I'm reading Intel manual about Stack Frames. It was noted that
The end of the input argument area shall be aligned on a 16 (32, if
__m256
is passed on stack) byte boundary.
I don't quite understand what it means. Does it mean that rsp
should point to the address that is always aligned on 16?
I tried to experiment with it and wrote very simple program:
section .text
global _start
_start:
push byte 0xFF
;SYS_exit syscall
I ran it with gdb
and noted that before executing the push
instruction rsp = 0x7fffffffdcf0
. And it was really aligned on 16. x/1xg $rsp
returned 0x0000000000000001
.
Now, after pushing the content of rsp
became 0x7fffffffdce8
. Is it a violation of the alignment requirements?
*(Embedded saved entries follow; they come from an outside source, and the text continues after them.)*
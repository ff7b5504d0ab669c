//! Speech recognition state machine
//!
//! ```text
//! idle ──start──► (engine started) ──► listening ──end──► stopped
//!                                          │
//!                                          └──error──► error
//! ```
//!
//! The engine reports progress through a [`RecognitionSink`] bound to one
//! session. Once a newer session starts, sinks of older sessions are inert,
//! so late callbacks from a stopped engine cannot disturb the current one.

use std::sync::Arc;

use parking_lot::Mutex;
use tokio::sync::watch;

use super::SpeechError;
use crate::config::SpeechConfig;

// ============================================================================
// Errors
// ============================================================================

/// Normalized recognition error codes
#[derive(Clone, Copy, Debug, PartialEq, Eq, Hash)]
pub enum SttErrorCode {
    /// Recognition was stopped
    Aborted,
    /// No microphone
    AudioCapture,
    /// Recognition service unreachable
    Network,
    /// Nothing was heard
    NoSpeech,
    /// Microphone permission denied
    NotAllowed,
    /// Recognition service not permitted
    ServiceNotAllowed,
    /// Anything else
    SttError,
    /// No recognition engine
    Unsupported,
}

impl SttErrorCode {
    /// Map an engine error string (`audio-capture`, `no-speech`, ...)
    #[must_use]
    pub fn from_engine(error: &str) -> Self {
        match error {
            "aborted" => Self::Aborted,
            "audio-capture" => Self::AudioCapture,
            "network" => Self::Network,
            "no-speech" => Self::NoSpeech,
            "not-allowed" => Self::NotAllowed,
            "service-not-allowed" => Self::ServiceNotAllowed,
            _ => Self::SttError,
        }
    }

    /// Code name
    #[must_use]
    pub fn as_str(self) -> &'static str {
        match self {
            Self::Aborted => "aborted",
            Self::AudioCapture => "audio_capture",
            Self::Network => "network",
            Self::NoSpeech => "no_speech",
            Self::NotAllowed => "not_allowed",
            Self::ServiceNotAllowed => "service_not_allowed",
            Self::SttError => "stt_error",
            Self::Unsupported => "unsupported",
        }
    }

    /// Fixed message for a player
    #[must_use]
    pub fn message(self) -> &'static str {
        match self {
            Self::NotAllowed | Self::ServiceNotAllowed => "Microphone permission denied.",
            Self::Network => "Speech recognition network error.",
            Self::NoSpeech => "No speech detected. Try again.",
            Self::AudioCapture => "No microphone available for speech recognition.",
            Self::Aborted => "Speech recognition stopped.",
            Self::Unsupported => "Speech-to-text is unavailable.",
            Self::SttError => "Speech recognition failed.",
        }
    }
}

/// A recognition failure
#[derive(Clone, Debug, PartialEq, Eq)]
pub struct SttError {
    /// Normalized code
    pub code: SttErrorCode,
    /// Message for a player
    pub message: String,
}

impl SttError {
    /// Error with the code's fixed message
    #[must_use]
    pub fn from_code(code: SttErrorCode) -> Self {
        Self {
            code,
            message: code.message().to_string(),
        }
    }

    fn with_message(code: SttErrorCode, message: &str) -> Self {
        Self {
            code,
            message: message.to_string(),
        }
    }
}

// ============================================================================
// Engine seam
// ============================================================================

/// Options passed to the engine on start
#[derive(Clone, Debug, PartialEq, Eq)]
pub struct RecognitionOptions {
    /// BCP 47 language tag
    pub language: String,
    /// Whether interim results are wanted
    pub interim_results: bool,
}

impl From<&SpeechConfig> for RecognitionOptions {
    fn from(config: &SpeechConfig) -> Self {
        Self {
            language: config.language.clone(),
            interim_results: config.interim_results,
        }
    }
}

impl Default for RecognitionOptions {
    fn default() -> Self {
        Self::from(&SpeechConfig::default())
    }
}

/// One recognized fragment
#[derive(Clone, Debug, PartialEq, Eq)]
pub struct TranscriptPart {
    /// Recognized text
    pub text: String,
    /// Whether the engine has settled on it
    pub is_final: bool,
}

/// A running engine session
pub trait RecognitionSession: Send {
    /// Ask the engine to stop; it reports the end through its sink
    fn stop(&mut self);
}

/// A speech-to-text engine
pub trait RecognitionEngine: Send + Sync {
    /// Whether the engine can run at all
    fn is_supported(&self) -> bool;

    /// Begin recognizing, reporting through `sink`
    fn start(
        &self,
        options: &RecognitionOptions,
        sink: RecognitionSink,
    ) -> Result<Box<dyn RecognitionSession>, String>;
}

// ============================================================================
// State
// ============================================================================

/// Recognizer lifecycle
#[derive(Clone, Debug, Default, PartialEq, Eq)]
pub enum RecognitionState {
    /// Not started, or starting
    #[default]
    Idle,
    /// The engine is listening
    Listening,
    /// The session ended
    Stopped,
    /// The session failed
    Error(SttError),
}

/// Observable recognizer state
#[derive(Clone, Debug, Default, PartialEq, Eq)]
pub struct RecognitionView {
    /// Lifecycle state
    pub state: RecognitionState,
    /// Latest interim text
    pub interim: String,
    /// Latest final text
    pub final_text: String,
}

struct Shared {
    current: u64,
    stopping: bool,
    session: Option<Box<dyn RecognitionSession>>,
    view: RecognitionView,
}

struct Channel {
    shared: Mutex<Shared>,
    view_tx: watch::Sender<RecognitionView>,
}

impl Channel {
    fn update(&self, id: u64, apply: impl FnOnce(&mut Shared)) {
        let mut shared = self.shared.lock();
        if shared.current != id {
            tracing::trace!(session = id, "ignoring event from superseded recognition");
            return;
        }
        apply(&mut shared);
        self.view_tx.send_replace(shared.view.clone());
    }
}

/// Reporting handle given to the engine for one session
#[derive(Clone)]
pub struct RecognitionSink {
    id: u64,
    channel: Arc<Channel>,
}

impl RecognitionSink {
    /// The engine began listening
    pub fn started(&self) {
        self.channel.update(self.id, |shared| {
            shared.view.state = RecognitionState::Listening;
        });
    }

    /// The engine's current result list
    ///
    /// Non-empty interim parts replace the interim text; non-empty final parts
    /// replace the final text.
    pub fn results(&self, parts: &[TranscriptPart]) {
        let join = |is_final: bool| {
            parts
                .iter()
                .filter(|part| part.is_final == is_final)
                .map(|part| part.text.trim())
                .filter(|text| !text.is_empty())
                .collect::<Vec<_>>()
                .join(" ")
        };
        let interim = join(false);
        let final_text = join(true);

        self.channel.update(self.id, |shared| {
            shared.view.interim = interim;
            if !final_text.is_empty() {
                shared.view.final_text = final_text;
                shared.view.interim.clear();
            }
        });
    }

    /// The engine reported an error string
    pub fn error(&self, engine_error: &str) {
        let code = SttErrorCode::from_engine(engine_error);
        self.channel.update(self.id, |shared| {
            if shared.stopping && code == SttErrorCode::Aborted {
                return;
            }
            tracing::warn!(code = code.as_str(), "speech recognition error");
            shared.view.state = RecognitionState::Error(SttError::from_code(code));
        });
    }

    /// The engine finished
    pub fn ended(&self) {
        self.channel.update(self.id, |shared| {
            shared.session = None;
            shared.stopping = false;
            if !matches!(shared.view.state, RecognitionState::Error(_)) {
                shared.view.state = RecognitionState::Stopped;
            }
        });
    }
}

// ============================================================================
// Recognizer
// ============================================================================

/// Owns the single recognition session
pub struct SpeechRecognizer {
    engine: Arc<dyn RecognitionEngine>,
    options: RecognitionOptions,
    channel: Arc<Channel>,
}

impl SpeechRecognizer {
    /// Create an idle recognizer
    pub fn new(engine: Arc<dyn RecognitionEngine>, options: RecognitionOptions) -> Self {
        let (view_tx, _) = watch::channel(RecognitionView::default());
        Self {
            engine,
            options,
            channel: Arc::new(Channel {
                shared: Mutex::new(Shared {
                    current: 0,
                    stopping: false,
                    session: None,
                    view: RecognitionView::default(),
                }),
                view_tx,
            }),
        }
    }

    /// Whether the engine can run
    #[must_use]
    pub fn is_supported(&self) -> bool {
        self.engine.is_supported()
    }

    /// Current state
    #[must_use]
    pub fn view(&self) -> RecognitionView {
        self.channel.shared.lock().view.clone()
    }

    /// Receive every state change
    #[must_use]
    pub fn subscribe(&self) -> watch::Receiver<RecognitionView> {
        self.channel.view_tx.subscribe()
    }

    fn fail(&self, id: u64, error: SttError) -> SpeechError {
        self.channel.update(id, |shared| {
            shared.session = None;
            shared.view.state = RecognitionState::Error(error.clone());
        });
        SpeechError::Recognition(error)
    }

    /// Start a new session, stopping any running one first
    pub fn start(&self) -> Result<(), SpeechError> {
        let (id, previous) = {
            let mut shared = self.channel.shared.lock();
            shared.current += 1;
            shared.stopping = false;
            shared.view = RecognitionView::default();
            self.channel.view_tx.send_replace(shared.view.clone());
            (shared.current, shared.session.take())
        };
        if let Some(mut previous) = previous {
            tracing::debug!("stopping previous recognition session");
            previous.stop();
        }

        if !self.engine.is_supported() {
            return Err(self.fail(id, SttError::from_code(SttErrorCode::Unsupported)));
        }

        let sink = RecognitionSink {
            id,
            channel: Arc::clone(&self.channel),
        };
        match self.engine.start(&self.options, sink) {
            Ok(mut session) => {
                let mut shared = self.channel.shared.lock();
                if shared.current == id {
                    shared.session = Some(session);
                } else {
                    drop(shared);
                    session.stop();
                }
                Ok(())
            }
            Err(reason) => {
                tracing::warn!(%reason, "speech recognition could not start");
                Err(self.fail(
                    id,
                    SttError::with_message(
                        SttErrorCode::SttError,
                        "Could not start speech recognition.",
                    ),
                ))
            }
        }
    }

    /// Stop the running session; an `aborted` error caused by this is swallowed
    pub fn stop(&self) {
        let session = {
            let mut shared = self.channel.shared.lock();
            if shared.session.is_some() {
                shared.stopping = true;
            }
            shared.session.take()
        };
        if let Some(mut session) = session {
            session.stop();
        }
    }
}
And what I also noticed x/1xg $rsp
returned 0xffffffffffffffff
. It means we set 1
to the next 8 bytes, not just one specified in the push instruction. Why? I expected the output of x/1xg $rsp
after pushing to be 0x00000000000000FF
(we pushed just one byte).
An aligned access is an operation where a word-aligned address is used for a word, dual word, or multiple word access, or where a halfword-aligned address is used for a halfword access. Byte accesses are always aligned.
Certain SIMD instructions, which perform the same instruction on multiple data, require that the memory address of this data is aligned to a certain byte boundary. This effectively means that the address of the memory your data resides in needs to be divisible by the number of bytes required by the instruction.
rsp % 16 == 0
at _start
- that's the OS entry point. It's not a function (there's no return address on the stack, instead RSP points at argc
).
Unlike functions, RSP is aligned by 16 on entry to _start
, as specified by the x86-64 System V ABI.
From _start
, you're ready to call a function right away, without having to adjust the stack, because the stack should be aligned before call
. call
itself will add 8B of return address, and you can expect the rsp % 16 == 8
upon entry, one more push away from 16-byte alignment. That's guaranteed upon entry to any function1.
Upon app entry, you can trust the kernel to give you 16-byte RSP alignment, or you could align the stack manually with and rsp, -16
before calling any other code conforming to ABI. (Or if you plan to use C runtime lib, then the entry point of your app code should be main
, and let libc's crt startup code code run as _start
. main
is a normal function like any other, so RSP & 0xF == 0x8 on entry to it when it's eventually called.)
Footnote 1: Unless you build with special options that change the ABI, like -mpreferred-stack-boundary=3
instead of the default 4
. But that would make it unsafe to call functions in any code compiled without that. For example glibc scanf Segmentation faults when called from a function that doesn't align RSP
Now, after pushing the content of
rsp
became0x7fffffffdce8
. Is it a violation of the alignment requirements?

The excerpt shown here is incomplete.